Migrating data across services
Photo from Datanami
With reference to my last post and comment on the corresponding LinkedIn post, I’m explaining how we planned migrating data while transitioning to microservices architecture. There can be multiple approaches to do the same. In a nutshell - we simply want to replicate the data to the new service in a reliable manner at scale.
-
Dump and restore the table on database level - Whatever database you’re using, there should be some utility that allows you to do the same. But this is a one time operation, and doesn’t ensure continuous sync of data. For the systems that hardly change, we can do this. Another thing that we assume here is that schema is exactly the same. Often, when we transition to services, some columns change or get removed (eg. foreign keys that no longer exist in new system). So this is very less likely to be used.
-
Setup hooks in old service & continuously sync data - I assume that your MVC architecture would help you to setup such hooks. Eg. we use
after_commit
callbacks in Rails models to replicate such data. And some custom scripts (or rails console) to backfill existing data. Depending on size of data this might take a lot of time to backfill existing data, but should replicate the complete data on the new system.
We used the second approach, architected by Nimish Mehta (Senior Staff Engineer @ LocoNav). Even to implement this approach, there are multiple ways, where each has it’s own complexity and reliability:
- Directly replicate data - Here, we’ll simply use the hook in the first application to hit some REST/grPC endpoint of the second application. This should work well till the second system is up and running. Incase the second system goes down, our application should have sufficient retry mechanism before it considers to stop sending further data, or to mark the current packet as
failed
. There are more things that can happen. Considering a large system, where many such use cases will exist, it was inefficient to build this intelligence in all of them. We needed a better solution. - Producer-consumer pattern - We thought of setting up a queueing mechanism using Kafka topics. The primary app (producer) shall publish the data on kafka topic and the new app (consumer) shall read the data from kafka topic whenever it is available. Though this sounded good, it would mean that all such consumer applications shall have the logic to read kafka topic and maintain success/failure logs. This was again adding complexity to each consumer application, and hence this solution was not optimized for the long run.
- Setup an app in the middle - The best solution that we found was to have an app in between producer and consumer. So it goes like - your producer app publishes the data on kafka topic and your consumer app exposes a REST endpoint that accepts data in a known format. In the middle, we have an application that takes care of:
- Reading data from Kafka.
- Formatting it to JSON (from optimization perspective, we published in protobuf format).

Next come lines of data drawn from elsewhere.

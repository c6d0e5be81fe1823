//! Key resolution: matching geographic units to indicator rows
//!
//! Each indicator table implements `KeyResolver` through an ordered chain of
//! strategies. A `ResolutionCascade` wraps a resolver with the province
//! average and global default fallbacks, so every unit receives a value.

pub mod aliases;
mod strategy;
mod cascade;
mod diagnostics;

pub use strategy::{
    CODE_CHAIN, DISTRICT_CHAIN, KeyResolver, Match, MatchStrategy, PROVINCE_CHAIN, STATION_CHAIN, Strategy,
};
pub use cascade::{GlobalDefault, ProvinceAverage, Resolution, ResolutionCascade, ResolvedValue};
pub use diagnostics::{DistrictCoverage, IndicatorDiagnostics, ResolutionDiagnostics};
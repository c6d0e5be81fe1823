//! Boundary GeoJSON loading
//!
//! Boundaries arrive as one FeatureCollection per province. They are merged
//! into a single nationwide collection, and each Feature yields exactly one
//! `GeographicUnit` at the same index.

use std::fs::File;
use std::io::{BufReader, Read};
use std::path::{Path, PathBuf};

use log::info;
use serde::{Deserialize, Serialize};
use serde_json::{Map, Value};

use super::GeographicUnit;
use crate::error::{IndexError, Result};

/// Property holding the 10-digit administrative code
pub const CODE_PROPERTY: &str = "adm_cd2";
/// Older boundary files only carry the 8-digit code
pub const LEGACY_CODE_PROPERTY: &str = "adm_cd";
pub const NAME_PROPERTY: &str = "adm_nm";
pub const PROVINCE_PROPERTY: &str = "sidonm";

/// GeoJSON FeatureCollection; geometry is carried through untouched
#[derive(Debug, Clone, Serialize, Deserialize)]
pub struct FeatureCollection {
    #[serde(rename = "type")]
    pub kind: String,
    pub features: Vec<Feature>,
}

impl FeatureCollection {
    pub fn new(features: Vec<Feature>) -> Self {
        Self {
            kind: "FeatureCollection".to_string(),
            features,
        }
    }
}

/// GeoJSON Feature
#[derive(Debug, Clone, Serialize, Deserialize)]
pub struct Feature {
    #[serde(rename = "type")]
    pub kind: String,
    #[serde(default)]
    pub geometry: Value,
    #[serde(default)]
    pub properties: Map<String, Value>,
}

impl Feature {
    fn text_property(&self, key: &str) -> Option<String> {
        match self.properties.get(key)? {
            Value::String(s) if !s.trim().is_empty() => Some(s.trim().to_string()),
            Value::Number(n) => Some(n.to_string()),
            _ => None,
        }
    }

    /// Build the unit described by this feature's properties
    pub fn to_unit(&self) -> Option<GeographicUnit> {
        let code = self
            .text_property(CODE_PROPERTY)
            .or_else(|| self.text_property(LEGACY_CODE_PROPERTY))?;
        let name = self.text_property(NAME_PROPERTY)?;
        let province = self
            .text_property(PROVINCE_PROPERTY)
            .or_else(|| GeographicUnit::province_from_display(&name).map(str::to_string))?;
        Some(GeographicUnit::new(code, name, province))
    }
}

/// Merged boundary features plus the unit parsed from each
#[derive(Debug, Clone)]
pub struct Boundaries {
    pub collection: FeatureCollection,
    pub units: Vec<GeographicUnit>,
}

impl Boundaries {
    pub fn len(&self) -> usize {
        self.units.len()
    }

    pub fn is_empty(&self) -> bool {
        self.units.is_empty()
    }
}

/// Load and concatenate every boundary file. All files are required.
pub fn load_boundaries(paths: &[PathBuf]) -> Result<Boundaries> {
    if paths.is_empty() {
        return Err(IndexError::Config("no boundary files configured".to_string()));
    }

    let mut features = Vec::new();
    let mut units = Vec::new();

    for path in paths {
        let file = File::open(path).map_err(|e| IndexError::io(path, e))?;
        let loaded = load_boundaries_from_reader(BufReader::new(file), path)?;
        info!("{}: {} units", path.display(), loaded.len());
        features.extend(loaded.collection.features);
        units.extend(loaded.units);
    }

    info!("Boundary load complete: {} units from {} files", units.len(), paths.len());
    Ok(Boundaries {
        collection: FeatureCollection::new(features),
        units,
    })
}

/// Parse one FeatureCollection; `origin` names the source in errors
pub fn load_boundaries_from_reader<R: Read>(reader: R, origin: &Path) -> Result<Boundaries> {
    let collection: FeatureCollection =
        serde_json::from_reader(reader).map_err(|e| IndexError::json(origin, e))?;

    let units = collection
        .features
        .iter()
        .enumerate()
        .map(|(i, feature)| {
            feature.to_unit().ok_or_else(|| IndexError::Boundary {
                path: origin.to_path_buf(),
                message: format!(
                    "feature {} lacks an administrative code or display name",
                    i
                ),
            })
        })
        .collect::<Result<Vec<_>>>()?;

    Ok(Boundaries { collection, units })
}
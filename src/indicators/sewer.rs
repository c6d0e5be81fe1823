//! Sewer infrastructure index from coverage-rate components
//!
//! Rows are cleaned (missing fields, rates outside 0-100, implausible
//! population density) before the weighted index is computed.

use std::collections::HashSet;

use serde::{Deserialize, Serialize};

use crate::stats::{min_max_normalize, parse_value};

const INSTALLATION_WEIGHT: f64 = 0.3;
const PUBLIC_TREATMENT_WEIGHT: f64 = 0.3;
const ADVANCED_TREATMENT_WEIGHT: f64 = 0.2;
const DENSITY_WEIGHT: f64 = 0.2;

/// People per km² above which a row is treated as a data error
pub const MAX_POPULATION_DENSITY: f64 = 50_000.0;

/// Raw coverage row; Korean headers of the original exports are accepted as aliases
#[derive(Debug, Clone, Deserialize)]
pub struct SewerComponents {
    #[serde(alias = "시도")]
    pub province: String,
    #[serde(alias = "행정구역명")]
    pub district: String,
    #[serde(default, alias = "총인구(명)")]
    pub population: Option<String>,
    #[serde(default, alias = "총면적")]
    pub area: Option<String>,
    #[serde(default, alias = "하수도설치율")]
    pub installation_rate: Option<String>,
    #[serde(default, alias = "공공하수처리구역 인구보급률")]
    pub public_treatment_rate: Option<String>,
    #[serde(default, alias = "고도처리인구 보급률")]
    pub advanced_treatment_rate: Option<String>,
}

/// Derived index rows plus cleaning counters
#[derive(Debug, Clone, Default, Serialize)]
pub struct SewerDerivation {
    #[serde(skip)]
    pub rows: Vec<(String, String, f64)>,
    pub incomplete: usize,
    pub out_of_range: usize,
    pub density_outliers: usize,
    pub duplicates: usize,
}

struct CleanRow {
    province: String,
    district: String,
    installation: f64,
    public_treatment: f64,
    advanced_treatment: f64,
    density: f64,
}

/// Weighted index: installation 0.3, public 0.3, advanced 0.2, normalized density 0.2
pub fn derive_sewer_index(rows: &[SewerComponents]) -> SewerDerivation {
    let mut result = SewerDerivation::default();
    let mut seen = HashSet::new();
    let mut clean = Vec::with_capacity(rows.len());

    for row in rows {
        let fields = (
            parse_value(row.population.as_deref()),
            parse_value(row.area.as_deref()),
            parse_value(row.installation_rate.as_deref()),
            parse_value(row.public_treatment_rate.as_deref()),
            parse_value(row.advanced_treatment_rate.as_deref()),
        );
        let (Some(population), Some(area), Some(installation), Some(public), Some(advanced)) = fields else {
            result.incomplete += 1;
            continue;
        };
        if row.province.trim().is_empty() || row.district.trim().is_empty() || area <= 0.0 {
            result.incomplete += 1;
            continue;
        }
        if [installation, public, advanced].iter().any(|r| !(0.0..=100.0).contains(r)) {
            result.out_of_range += 1;
            continue;
        }
        let density = population / area;
        if density > MAX_POPULATION_DENSITY {
            result.density_outliers += 1;
            continue;
        }
        let key = (row.province.trim().to_string(), row.district.trim().to_string());
        if !seen.insert(key.clone()) {
            result.duplicates += 1;
            continue;
        }
        clean.push(CleanRow {
            province: key.0,
            district: key.1,
            installation,
            public_treatment: public,
            advanced_treatment: advanced,
            density,
        });
    }

    let densities: Vec<f64> = clean.iter().map(|r| r.density).collect();
    let normalized = min_max_normalize(&densities);

    result.rows = clean
        .into_iter()
        .zip(normalized)
        .map(|(row, density_norm)| {
            let index = row.installation * INSTALLATION_WEIGHT
                + row.public_treatment * PUBLIC_TREATMENT_WEIGHT
                + row.advanced_treatment * ADVANCED_TREATMENT_WEIGHT
                + density_norm * DENSITY_WEIGHT;
            (row.province, row.district, index)
        })
        .collect();

    result
}
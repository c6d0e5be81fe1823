//! Regional roll-ups: per-scope means, top-K rankings and indicator correlations

use std::cmp::Ordering;
use std::collections::HashMap;

use serde::{Deserialize, Serialize};

use crate::indicators::Indicator;
use crate::resolve::aliases::canonical_province;
use crate::scoring::CompositeRecord;
use crate::stats::{mean, pearson};

/// Label of the all-units summary row
pub const NATIONWIDE: &str = "nationwide";

/// A rankable per-unit value
#[derive(Debug, Clone, Copy, PartialEq, Eq, Hash, Serialize, Deserialize)]
#[serde(rename_all = "snake_case")]
pub enum Metric {
    Indicator(Indicator),
    Composite,
}

impl Metric {
    pub const ALL: [Metric; 5] = [
        Metric::Indicator(Indicator::Housing),
        Metric::Indicator(Indicator::Sewer),
        Metric::Indicator(Indicator::Social),
        Metric::Indicator(Indicator::Rainfall),
        Metric::Composite,
    ];

    pub fn name(&self) -> &'static str {
        match self {
            Metric::Indicator(indicator) => indicator.name(),
            Metric::Composite => "composite",
        }
    }

    /// Direction in which the metric means "more vulnerable". Sewer measures
    /// infrastructure coverage, so its low values are the vulnerable ones.
    pub fn natural_order(&self) -> RankOrder {
        match self {
            Metric::Indicator(Indicator::Sewer) => RankOrder::LowerIsWorse,
            _ => RankOrder::HigherIsWorse,
        }
    }
}

/// Ranking direction for `top_k`
#[derive(Debug, Clone, Copy, PartialEq, Eq, Serialize, Deserialize)]
#[serde(rename_all = "snake_case")]
pub enum RankOrder {
    /// Descending values
    HigherIsWorse,
    /// Ascending values
    LowerIsWorse,
}

/// Selection of units to summarize
#[derive(Debug, Clone, PartialEq, Eq)]
pub enum RegionScope {
    Nationwide,
    /// Canonical or short province name
    Province(String),
}

impl RegionScope {
    fn includes(&self, record: &CompositeRecord) -> bool {
        match self {
            RegionScope::Nationwide => true,
            RegionScope::Province(name) => {
                canonical_province(&record.unit.province_name) == canonical_province(name)
            }
        }
    }

    fn label(&self) -> String {
        match self {
            RegionScope::Nationwide => NATIONWIDE.to_string(),
            RegionScope::Province(name) => canonical_province(name).to_string(),
        }
    }
}

/// Mean indicator and composite values over a set of units
#[derive(Debug, Clone, PartialEq, Serialize)]
pub struct RegionSummary {
    pub region: String,
    pub units: usize,
    pub housing: f64,
    pub sewer: f64,
    pub social: f64,
    pub rainfall: f64,
    pub composite: f64,
}

impl RegionSummary {
    pub fn indicator(&self, indicator: Indicator) -> f64 {
        match indicator {
            Indicator::Housing => self.housing,
            Indicator::Sewer => self.sewer,
            Indicator::Social => self.social,
            Indicator::Rainfall => self.rainfall,
        }
    }
}

/// Arithmetic means over the units in `scope`; `None` when none match
pub fn summarize(records: &[CompositeRecord], scope: &RegionScope) -> Option<RegionSummary> {
    let selected: Vec<&CompositeRecord> = records.iter().filter(|r| scope.includes(r)).collect();
    summary_of(scope.label(), &selected)
}

fn summary_of(region: String, records: &[&CompositeRecord]) -> Option<RegionSummary> {
    let column = |metric: Metric| -> Option<f64> {
        let values: Vec<f64> = records.iter().map(|r| r.metric(metric)).collect();
        mean(&values)
    };

    Some(RegionSummary {
        region,
        units: records.len(),
        housing: column(Metric::Indicator(Indicator::Housing))?,
        sewer: column(Metric::Indicator(Indicator::Sewer))?,
        social: column(Metric::Indicator(Indicator::Social))?,
        rainfall: column(Metric::Indicator(Indicator::Rainfall))?,
        composite: column(Metric::Composite)?,
    })
}

/// One summary per canonical province, in first-seen order
pub fn province_summaries(records: &[CompositeRecord]) -> Vec<RegionSummary> {
    let mut order: Vec<&str> = Vec::new();
    let mut groups: HashMap<&str, Vec<&CompositeRecord>> = HashMap::new();

    for record in records {
        let province = canonical_province(&record.unit.province_name);
        groups
            .entry(province)
            .or_insert_with(|| {
                order.push(province);
                Vec::new()
            })
            .push(record);
    }

    order
        .into_iter()
        .filter_map(|province| summary_of(province.to_string(), &groups[province]))
        .collect()
}

/// The `k` most vulnerable units by `metric`. The sort is stable, so ties
/// keep their input order.
pub fn top_k(records: &[CompositeRecord], metric: Metric, k: usize, order: RankOrder) -> Vec<&CompositeRecord> {
    let mut ranked: Vec<&CompositeRecord> = records.iter().collect();
    ranked.sort_by(|a, b| {
        let (a, b) = (a.metric(metric), b.metric(metric));
        match order {
            RankOrder::HigherIsWorse => b.total_cmp(&a),
            RankOrder::LowerIsWorse => a.total_cmp(&b),
        }
    });
    ranked.truncate(k);
    ranked
}

/// Pearson correlations between indicator means across regions
#[derive(Debug, Clone, PartialEq, Serialize)]
pub struct CorrelationMatrix {
    pub indicators: [Indicator; 4],
    pub values: [[f64; 4]; 4],
}

impl CorrelationMatrix {
    pub fn get(&self, a: Indicator, b: Indicator) -> f64 {
        let position = |i: Indicator| self.indicators.iter().position(|x| *x == i);
        match (position(a), position(b)) {
            (Some(i), Some(j)) => self.values[i][j],
            _ => f64::NAN,
        }
    }
}

/// Zero-variance columns correlate as NaN
pub fn correlation_matrix(summaries: &[RegionSummary]) -> CorrelationMatrix {
    let columns: Vec<Vec<f64>> = Indicator::ALL
        .iter()
        .map(|&indicator| summaries.iter().map(|s| s.indicator(indicator)).collect())
        .collect();

    let mut values = [[f64::NAN; 4]; 4];
    for (i, row) in values.iter_mut().enumerate() {
        for (j, cell) in row.iter_mut().enumerate() {
            *cell = pearson(&columns[i], &columns[j]);
        }
    }

    CorrelationMatrix {
        indicators: Indicator::ALL,
        values,
    }
}

/// Orders regions by a summary column, most vulnerable first
pub fn rank_summaries(summaries: &mut [RegionSummary], metric: Metric) {
    let key = |s: &RegionSummary| match metric {
        Metric::Indicator(indicator) => s.indicator(indicator),
        Metric::Composite => s.composite,
    };
    summaries.sort_by(|a, b| match metric.natural_order() {
        RankOrder::HigherIsWorse => key(b).partial_cmp(&key(a)).unwrap_or(Ordering::Equal),
        RankOrder::LowerIsWorse => key(a).partial_cmp(&key(b)).unwrap_or(Ordering::Equal),
    });
}
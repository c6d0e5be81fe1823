//! Output artifacts for the external map and report renderer
//!
//! - `integrated_vulnerability.geojson`: boundary features with index, grade
//!   and label properties per indicator and for the composite
//! - `province_summary.csv`: nationwide row, then one row per province
//! - `top_{metric}.csv`: most vulnerable units per metric
//! - `run_summary.json`: weights, diagnostics and load reports of the run

use std::fs::{self, File};
use std::io::{BufWriter, Write};
use std::path::{Path, PathBuf};

use chrono::{DateTime, Local};
use log::info;
use serde::Serialize;
use serde_json::Value;

use crate::aggregate::{
    CorrelationMatrix, Metric, RegionScope, RegionSummary, correlation_matrix, province_summaries, summarize, top_k,
};
use crate::error::{IndexError, Result};
use crate::geography::FeatureCollection;
use crate::indicators::LoadReport;
use crate::pipeline::PipelineResult;
use crate::resolve::ResolutionDiagnostics;
use crate::scoring::{CompositeRecord, WeightScheme};
use crate::stats::round2;

pub const GEOJSON_FILE: &str = "integrated_vulnerability.geojson";
pub const PROVINCE_SUMMARY_FILE: &str = "province_summary.csv";
pub const RUN_SUMMARY_FILE: &str = "run_summary.json";

pub fn ranking_file(metric: Metric) -> String {
    format!("top_{}.csv", metric.name())
}

/// Copy of `collection` with score properties added to each feature.
/// Features and records are paired by position.
pub fn enrich_features(collection: &FeatureCollection, records: &[CompositeRecord]) -> FeatureCollection {
    let mut enriched = collection.clone();
    for (feature, record) in enriched.features.iter_mut().zip(records) {
        for metric in Metric::ALL {
            let name = metric.name();
            let grade = record.grade(metric);
            feature
                .properties
                .insert(format!("{}_index", name), Value::from(round2(record.metric(metric))));
            feature
                .properties
                .insert(format!("{}_grade", name), Value::from(grade.level));
            feature
                .properties
                .insert(format!("{}_grade_label", name), Value::from(grade.label.clone()));
        }
    }
    enriched
}

/// One row of a top-K file
#[derive(Debug, Clone, PartialEq, Serialize)]
pub struct RankingRow {
    pub rank: usize,
    pub admin_code: String,
    pub name: String,
    pub province: String,
    pub value: f64,
    pub grade: u8,
    pub grade_label: String,
}

/// Top-K rows for a metric in its natural vulnerability order
pub fn ranking_rows(records: &[CompositeRecord], metric: Metric, k: usize) -> Vec<RankingRow> {
    top_k(records, metric, k, metric.natural_order())
        .into_iter()
        .enumerate()
        .map(|(i, record)| {
            let grade = record.grade(metric);
            RankingRow {
                rank: i + 1,
                admin_code: record.unit.admin_code.clone(),
                name: record.unit.display_name.clone(),
                province: record.unit.province_name.clone(),
                value: round2(record.metric(metric)),
                grade: grade.level,
                grade_label: grade.label.clone(),
            }
        })
        .collect()
}

fn rounded(summary: &RegionSummary) -> RegionSummary {
    RegionSummary {
        region: summary.region.clone(),
        units: summary.units,
        housing: round2(summary.housing),
        sewer: round2(summary.sewer),
        social: round2(summary.social),
        rainfall: round2(summary.rainfall),
        composite: round2(summary.composite),
    }
}

/// Nationwide row followed by per-province rows, rounded for publication
pub fn summary_rows(records: &[CompositeRecord]) -> Vec<RegionSummary> {
    summarize(records, &RegionScope::Nationwide)
        .into_iter()
        .chain(province_summaries(records))
        .map(|s| rounded(&s))
        .collect()
}

/// Run metadata written next to the data outputs
#[derive(Debug, Serialize)]
pub struct RunSummary<'a> {
    pub generated_at: DateTime<Local>,
    pub weight_scheme: &'static str,
    pub weights: [f64; 4],
    pub units: usize,
    pub nationwide: Option<RegionSummary>,
    pub correlation: CorrelationMatrix,
    pub diagnostics: &'a ResolutionDiagnostics,
    pub load_reports: &'a [LoadReport],
}

impl<'a> RunSummary<'a> {
    pub fn new(scheme: &WeightScheme, result: &'a PipelineResult, load_reports: &'a [LoadReport]) -> Self {
        Self {
            generated_at: Local::now(),
            weight_scheme: scheme.name(),
            weights: scheme.weights(),
            units: result.records.len(),
            nationwide: summarize(&result.records, &RegionScope::Nationwide).map(|s| rounded(&s)),
            correlation: correlation_matrix(&province_summaries(&result.records)),
            diagnostics: &result.diagnostics,
            load_reports,
        }
    }
}

/// Serialize rows as CSV with a header line
pub fn write_csv_to<W: Write, T: Serialize>(writer: W, rows: &[T], origin: &Path) -> Result<()> {
    let mut wtr = csv::Writer::from_writer(writer);
    for row in rows {
        wtr.serialize(row).map_err(|e| IndexError::csv(origin, e))?;
    }
    wtr.flush().map_err(|e| IndexError::io(origin, e))?;
    Ok(())
}

pub fn write_json_to<W: Write, T: Serialize>(writer: W, value: &T, origin: &Path) -> Result<()> {
    serde_json::to_writer_pretty(writer, value).map_err(|e| IndexError::json(origin, e))
}

fn create(path: &Path) -> Result<BufWriter<File>> {
    File::create(path)
        .map(BufWriter::new)
        .map_err(|e| IndexError::io(path, e))
}

pub fn write_csv<T: Serialize>(path: &Path, rows: &[T]) -> Result<()> {
    write_csv_to(create(path)?, rows, path)
}

pub fn write_json<T: Serialize>(path: &Path, value: &T) -> Result<()> {
    let mut writer = create(path)?;
    write_json_to(&mut writer, value, path)?;
    writer.flush().map_err(|e| IndexError::io(path, e))
}

/// Write every artifact into `output_dir`, returning the paths written
pub fn write_all(
    output_dir: &Path,
    collection: &FeatureCollection,
    result: &PipelineResult,
    summary: &RunSummary<'_>,
    k: usize,
) -> Result<Vec<PathBuf>> {
    fs::create_dir_all(output_dir).map_err(|e| IndexError::io(output_dir, e))?;
    let mut written = Vec::new();

    let path = output_dir.join(GEOJSON_FILE);
    write_json(&path, &enrich_features(collection, &result.records))?;
    written.push(path);

    let path = output_dir.join(PROVINCE_SUMMARY_FILE);
    write_csv(&path, &summary_rows(&result.records))?;
    written.push(path);

    for metric in Metric::ALL {
        let path = output_dir.join(ranking_file(metric));
        write_csv(&path, &ranking_rows(&result.records, metric, k))?;
        written.push(path);
    }

    let path = output_dir.join(RUN_SUMMARY_FILE);
    write_json(&path, summary)?;
    written.push(path);

    info!("Wrote {} files to {}", written.len(), output_dir.display());
    Ok(written)
}
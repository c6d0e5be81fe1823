//! Housing vulnerability index from disaster-risk and aged-housing components

use serde::Deserialize;

use crate::stats::{min_max_normalize, parse_value};

/// Component weights: total risk districts, high-risk districts, aged housing ratio
const TOTAL_RISK_WEIGHT: f64 = 0.4;
const HIGH_RISK_WEIGHT: f64 = 0.3;
const AGED_HOUSING_WEIGHT: f64 = 0.3;

/// Raw component row; Korean headers of the original exports are accepted as aliases
#[derive(Debug, Clone, Deserialize)]
pub struct HousingComponents {
    #[serde(alias = "지역")]
    pub region: String,
    #[serde(default, alias = "전체위험지구")]
    pub total_risk: Option<String>,
    #[serde(default, alias = "고위험지구")]
    pub high_risk: Option<String>,
    #[serde(default, alias = "노후주택비율")]
    pub aged_housing_ratio: Option<String>,
}

/// Weighted raw score min-max scaled to 0-100.
///
/// Returns `(region, index)` pairs plus the number of rows dropped for a
/// missing or unparsable component.
pub fn derive_housing_index(rows: &[HousingComponents]) -> (Vec<(String, f64)>, usize) {
    let mut regions = Vec::with_capacity(rows.len());
    let mut raw_scores = Vec::with_capacity(rows.len());
    let mut incomplete = 0;

    for row in rows {
        let parts = (
            parse_value(row.total_risk.as_deref()),
            parse_value(row.high_risk.as_deref()),
            parse_value(row.aged_housing_ratio.as_deref()),
        );
        let (Some(total), Some(high), Some(aged)) = parts else {
            incomplete += 1;
            continue;
        };
        regions.push(row.region.trim().to_string());
        raw_scores.push(total * TOTAL_RISK_WEIGHT + high * HIGH_RISK_WEIGHT + aged * AGED_HOUSING_WEIGHT);
    }

    let scaled = min_max_normalize(&raw_scores);
    (regions.into_iter().zip(scaled).collect(), incomplete)
}
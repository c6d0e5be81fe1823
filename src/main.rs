//! Vulnerability Index batch run
//!
//! Loads boundaries and indicator tables, scores every unit and writes the
//! enriched GeoJSON plus summary files.

use std::path::PathBuf;
use std::time::Instant;

use anyhow::{Context, Result};
use clap::Parser;
use log::info;

use vulnerability_index::aggregate::{province_summaries, rank_summaries};
use vulnerability_index::output::{self, RunSummary};
use vulnerability_index::{BatchRunner, Indicator, Metric, PipelineConfig, WeightScheme, load_boundaries};

#[derive(Parser, Debug)]
#[command(name = "vulnerability_index", about = "Compute the composite regional vulnerability index", version)]
struct Cli {
    /// JSON configuration file; defaults are used when omitted
    #[arg(long)]
    config: Option<PathBuf>,

    /// Override the directory holding the indicator and boundary files
    #[arg(long)]
    data_dir: Option<PathBuf>,

    /// Override the output directory
    #[arg(long)]
    output_dir: Option<PathBuf>,

    /// Score with housing, sewer and social only
    #[arg(long)]
    without_rainfall: bool,

    /// Resolve units in parallel
    #[arg(long)]
    parallel: bool,
}

fn main() -> Result<()> {
    env_logger::init();
    let cli = Cli::parse();

    let mut config = match &cli.config {
        Some(path) => PipelineConfig::load(path).with_context(|| format!("loading {}", path.display()))?,
        None => PipelineConfig::default(),
    };
    if let Some(dir) = cli.data_dir {
        config.data_dir = dir;
    }
    if let Some(dir) = cli.output_dir {
        config.output_dir = dir;
    }
    if cli.without_rainfall {
        config.weights = WeightScheme::WithoutRainfall;
    }
    config.parallel |= cli.parallel;

    let start = Instant::now();
    let runner = BatchRunner::from_config(&config).context("loading indicator tables")?;
    let boundaries = load_boundaries(&config.boundary_paths()).context("loading boundaries")?;
    info!("Inputs loaded in {:?}", start.elapsed());

    let result = runner.run(&boundaries.units);
    let summary = RunSummary::new(runner.scheme(), &result, &runner.tables().reports);
    let written = output::write_all(&config.output_dir, &boundaries.collection, &result, &summary, config.top_k)
        .context("writing outputs")?;

    println!("Scored {} units in {:?}", result.records.len(), start.elapsed());
    for indicator in Indicator::ALL {
        if let Some(diag) = result.diagnostics.get(indicator) {
            println!(
                "  {:<9} {:>6} matched {:>6} fallback ({:.1}%)",
                indicator.name(),
                diag.success,
                diag.failure,
                diag.success_rate() * 100.0
            );
        }
    }

    let mut provinces = province_summaries(&result.records);
    rank_summaries(&mut provinces, Metric::Composite);
    if let Some(worst) = provinces.first() {
        println!("Most vulnerable province: {} ({:.2})", worst.region, worst.composite);
    }
    for path in &written {
        println!("  wrote {}", path.display());
    }

    Ok(())
}
//! Geographic units and boundary loading

mod unit;
pub mod boundary;

pub use unit::{GeographicUnit, district_from_display};
pub use boundary::{Boundaries, Feature, FeatureCollection, load_boundaries, load_boundaries_from_reader};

- Pushing to consumer application’s REST endpoint.
- Having enough retries and a lot of configuration around the same.
- Scalable, partitioned database that stored logs of all requests sent to the REST endpoint.
- Provision to retry upto
MAX_RETRIES
(configurable) per use case. - Provision to retain success/failure logs upto certain hours/days (configurable), and much more.
We found the third architecture best for our use case because it has almost zero duplication of code/optimizations on producer or consumer end. Also, in case we need to build anything in future (eg. a UI to query failure logs, or a button to retry), we’d just need to build in the central app. From our experience, I can say that it has solved a lot of pain for other teams because success/failure logs become large with time and none of the team need to worry about it because the team maintaining this central app (“developer productivity team”) takes care of that. This simplifies both apps and life of other developers 😇.
See you guys in the next post.